*** Data for this exercise ***

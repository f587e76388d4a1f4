//! HTML proposal generator
//!
//! Renders a self-contained page (inline CSS, no scripts) through an askama
//! template. Client and catalog strings are HTML-escaped by the template
//! engine; amounts are formatted before they reach it.

use crate::core::proposal::{ProposalContext, ProposalGenerator, ABOUT, CONTACT, NEXT_STEPS};
use askama::Template;
use std::error::Error;
use std::fs;
use std::path::Path;

struct Row {
    label: String,
    value: String,
}

struct ExtraRow {
    name: String,
    quantity: u32,
    amount: String,
}

struct LineRow {
    name: String,
    detail: String,
    amount: String,
}

struct PhaseView {
    label: String,
    timeline: String,
    description: String,
    lines: Vec<LineRow>,
    subtotal: String,
}

#[derive(Template)]
#[template(path = "proposal.html")]
struct ProposalPage {
    issue_date: String,
    valid_until: String,
    validity_days: u32,
    client_rows: Vec<Row>,
    course_name: String,
    course_description: String,
    features: Vec<String>,
    quantity: String,
    tier_range: String,
    tier_price: String,
    course_base: String,
    has_extras: bool,
    extras: Vec<ExtraRow>,
    course_extras: String,
    phases: Vec<PhaseView>,
    course_phases: String,
    final_total: String,
    average_per_unit: String,
    next_steps: Vec<String>,
    about: String,
    contact: Vec<String>,
}

impl ProposalPage {
    fn from_context(ctx: &ProposalContext) -> Self {
        let breakdown = &ctx.quote.total.breakdown;

        let client_rows = ctx
            .client
            .rows()
            .into_iter()
            .map(|(label, value)| Row {
                label: label.to_string(),
                value: value.to_string(),
            })
            .collect();

        let extras: Vec<ExtraRow> = ctx
            .extras()
            .iter()
            .map(|extra| ExtraRow {
                name: extra.feature.name.clone(),
                quantity: extra.quantity,
                amount: ctx.money(extra.amount),
            })
            .collect();

        let phases = ctx
            .phases()
            .iter()
            .map(|phase| PhaseView {
                label: phase.phase.label(),
                timeline: phase.phase.timeline.clone(),
                description: phase.phase.description.clone(),
                lines: phase
                    .lines
                    .iter()
                    .map(|eval| LineRow {
                        name: eval.line.name.clone(),
                        detail: ctx.line_detail(eval),
                        amount: ctx.money(eval.amount),
                    })
                    .collect(),
                subtotal: ctx.money(phase.subtotal),
            })
            .collect();

        Self {
            issue_date: ctx.issue_date_label(),
            valid_until: ctx.valid_until_label(),
            validity_days: ctx.validity_days,
            client_rows,
            course_name: ctx.course_name().to_string(),
            course_description: ctx.course_description().to_string(),
            features: ctx.course_features().to_vec(),
            quantity: ctx.quantity_label(),
            tier_range: ctx.tier_label(),
            tier_price: ctx.tier_price_label(),
            course_base: ctx.money(breakdown.course_base),
            has_extras: !extras.is_empty(),
            extras,
            course_extras: ctx.money(breakdown.course_extras),
            phases,
            course_phases: ctx.money(breakdown.course_phases),
            final_total: ctx.money(ctx.quote.final_total()),
            average_per_unit: ctx.average_label(),
            next_steps: NEXT_STEPS.iter().map(ToString::to_string).collect(),
            about: ABOUT.to_string(),
            contact: CONTACT.iter().map(ToString::to_string).collect(),
        }
    }
}

/// HTML proposal generator
pub struct HtmlProposal;

impl HtmlProposal {
    /// Create a new HTML generator
    #[must_use]
    pub const fn new() -> Self {
        Self
    }
}

impl Default for HtmlProposal {
    fn default() -> Self {
        Self::new()
    }
}

impl ProposalGenerator for HtmlProposal {
    fn generate(&self, ctx: &ProposalContext, output_path: &Path) -> Result<(), Box<dyn Error>> {
        let content = self.render(ctx)?;
        fs::write(output_path, content)?;
        Ok(())
    }

    fn render(&self, ctx: &ProposalContext) -> Result<String, Box<dyn Error>> {
        Ok(ProposalPage::from_context(ctx).render()?)
    }
}

#[cfg(test)]
mod tests {
    use super::*;
    use crate::core::models::{Catalog, Selection};
    use crate::core::pricing::price_quote;
    use crate::core::proposal::ClientInfo;
    use chrono::NaiveDate;

    #[test]
    fn test_client_strings_are_escaped() {
        let catalog = Catalog::builtin();
        let quote = price_quote(&catalog, "group-online", &Selection::default()).expect("quote");
        let client = ClientInfo {
            school_name: "Escola <b>Teste</b> & Cia".to_string(),
            ..ClientInfo::default()
        };
        let date = NaiveDate::from_ymd_opt(2026, 1, 5).expect("date");
        let ctx = ProposalContext::new(&quote, &client, date);

        let html = HtmlProposal::new().render(&ctx).expect("render");
        assert!(!html.contains("<b>Teste</b>"));
        assert!(html.contains("&lt;b&gt;Teste&lt;"));
        assert!(html.contains("&amp; Cia"));
        assert!(html.contains("Válida até:"));
        assert!(html.contains("[Nome do Cliente]"));
    }

    #[test]
    fn test_render_has_all_sections() {
        let catalog = Catalog::builtin();
        let mut selection = Selection::with_quantity(250);
        selection.select_all_phases(&catalog);
        let quote = price_quote(&catalog, "santa-catarina-completo", &selection).expect("quote");
        let client = ClientInfo::default();
        let date = NaiveDate::from_ymd_opt(2026, 1, 5).expect("date");
        let ctx = ProposalContext::new(&quote, &client, date).with_validity_days(15);

        let html = HtmlProposal::new().render(&ctx).expect("render");
        for heading in [
            "Dados do Cliente",
            "Detalhamento Financeiro",
            "Roteiro de Implementação",
            "INVESTIMENTO TOTAL",
            "Próximos Passos",
            "Contato para Dúvidas",
        ] {
            assert!(html.contains(heading), "missing {heading}");
        }
        assert!(html.contains("201 a 500 professores"));
        assert!(html.contains("Proposta válida por 15 dias"));
        assert!(!html.contains("Recursos Adicionais"));
    }
}
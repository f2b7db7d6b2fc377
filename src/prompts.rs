//! Prompts for block classification, whole-image analysis and copywriting.
//!
//! Every prompt lives here so wording changes never touch retry or parsing
//! logic, and unit tests can inspect prompts without a model.

/// System prompt for classifying one flat block.
pub const BLOCK_CLASSIFIER_SYSTEM: &str =
    "You are an email block classifier. Output ONLY a single-line JSON object. No explanation.";

/// User prompt sent with the crop of one flat block.
pub const BLOCK_CLASSIFIER_USER: &str = r##"This is a cropped section of an email on a plain/white background.
Classify it and respond with a single JSON object:
{"type":"text"|"button"|"color"|"spacer", "content":"exact visible text or empty string", "bgColor":"#rrggbb"}

Rules:
- "text": contains readable paragraph text → include ALL visible text in "content"
- "button": contains a CTA/button label → put label in "content", button bg color in "bgColor"
- "color": solid color stripe with no meaningful text → put its color in "bgColor"
- "spacer": blank whitespace → content and bgColor can be empty

Respond with ONLY the JSON object, one line."##;

/// System prompt for whole-image analysis.
pub const WHOLE_IMAGE_SYSTEM: &str =
    "You are an email layout analyst. Output ONLY a JSON array. No explanation, no markdown fences.";

/// User prompt for whole-image analysis. `{width}` and `{height}` are
/// replaced by [`whole_image_prompt`].
const WHOLE_IMAGE_USER: &str = r##"This image is a complete email design, {width}px wide and {height}px tall.
Split it top to bottom into full-width horizontal areas and respond with a JSON array:
[{"type":"slice"|"color"|"image"|"text"|"button"|"spacer", "x":0, "y":<top px>, "width":<px>, "height":<px>, "content":"visible text or empty string", "link":"", "bgColor":"#rrggbb"}]

Rules:
- coordinates are integer pixels of THIS image; areas must not overlap and must stay inside the image
- "text": readable paragraph text → include ALL visible text in "content"
- "button": a call-to-action → label in "content", button colour in "bgColor"
- "color": a solid colour band with no meaningful text → its colour in "bgColor"
- "spacer": blank whitespace
- "slice": photos, logos, illustrations or anything else that must stay an image

Respond with ONLY the JSON array."##;

/// Build the whole-image prompt for an image of the given size.
pub fn whole_image_prompt(width: u32, height: u32) -> String {
    WHOLE_IMAGE_USER
        .replace("{width}", &width.to_string())
        .replace("{height}", &height.to_string())
}

/// System prompt for writing new copy.
pub const SUGGEST_SYSTEM: &str = "You are an email marketing copywriter. Reply with ONLY the text, no quotes, no explanation.";

/// System prompt for rewriting existing copy.
pub const IMPROVE_SYSTEM: &str =
    "You are an email copy editor. Reply with ONLY the rewritten text, no quotes, no explanation.";

/// User prompt asking for paragraph or button copy.
pub fn suggest_prompt(is_button: bool, current_text: Option<&str>, context: Option<&str>) -> String {
    let mut prompt = if is_button {
        String::from("Write a short call-to-action label (2 to 4 words) for an email button.")
    } else {
        String::from("Write a short, engaging paragraph (1 to 3 sentences) for an email.")
    };
    if let Some(ctx) = context.map(str::trim).filter(|c| !c.is_empty()) {
        prompt.push_str(&format!("\nContext: {}", ctx));
    }
    if let Some(cur) = current_text.map(str::trim).filter(|c| !c.is_empty()) {
        prompt.push_str(&format!("\nCurrent text (improve on it): {}", cur));
    }
    prompt
}

/// User prompt asking for a rewrite of `text`, optionally steered by `instruction`.
pub fn improve_prompt(text: &str, instruction: Option<&str>) -> String {
    let mut prompt = format!("Rewrite the following text for email marketing:\n\n{}", text);
    if let Some(instr) = instruction.map(str::trim).filter(|i| !i.is_empty()) {
        prompt.push_str(&format!("\n\nInstruction: {}", instr));
    }
    prompt
}

#[cfg(test)]
mod tests {
    use super::*;

    #[test]
    fn block_prompt_lists_flat_types_only() {
        for t in ["\"text\"", "\"button\"", "\"color\"", "\"spacer\""] {
            assert!(BLOCK_CLASSIFIER_USER.contains(t), "missing {t}");
        }
        assert!(!BLOCK_CLASSIFIER_USER.contains("\"slice\""));
    }

    #[test]
    fn prompts_show_full_json_shape() {
        assert!(BLOCK_CLASSIFIER_USER.contains(r##""bgColor":"#rrggbb"}"##));
        assert!(BLOCK_CLASSIFIER_USER.ends_with("Respond with ONLY the JSON object, one line."));
        let p = whole_image_prompt(10, 10);
        assert!(p.contains(r##""bgColor":"#rrggbb"}]"##));
        assert!(p.ends_with("Respond with ONLY the JSON array."));
    }

    #[test]
    fn whole_image_prompt_has_dimensions() {
        let p = whole_image_prompt(600, 1800);
        assert!(p.contains("600px wide"));
        assert!(p.contains("1800px tall"));
        assert!(!p.contains("{width}"));
    }

    #[test]
    fn suggest_prompt_includes_context_and_current_text() {
        let p = suggest_prompt(true, Some("Buy"), Some("summer sale"));
        assert!(p.contains("call-to-action"));
        assert!(p.contains("summer sale"));
        assert!(p.contains("Buy"));
        let p = suggest_prompt(false, Some("  "), None);
        assert!(!p.contains("Current text"));
    }

    #[test]
    fn improve_prompt_appends_instruction() {
        let p = improve_prompt("hello", None);
        assert!(p.ends_with("hello"));
        assert!(!p.contains("Instruction"));
        assert!(improve_prompt("x", Some("Make it shorter")).ends_with("Instruction: Make it shorter"));
    }
}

*** End of Data for this exercise ***

When you reach the line that contains "by the template", stop; output it and every line before it from the start of the data, exactly as written.

repository f587e76388d4a1f4
//! HTML proposal generator
//!
//! Renders a self-contained page (inline CSS, no scripts) through an askama
//! template. Client and catalog strings are HTML-escaped by the template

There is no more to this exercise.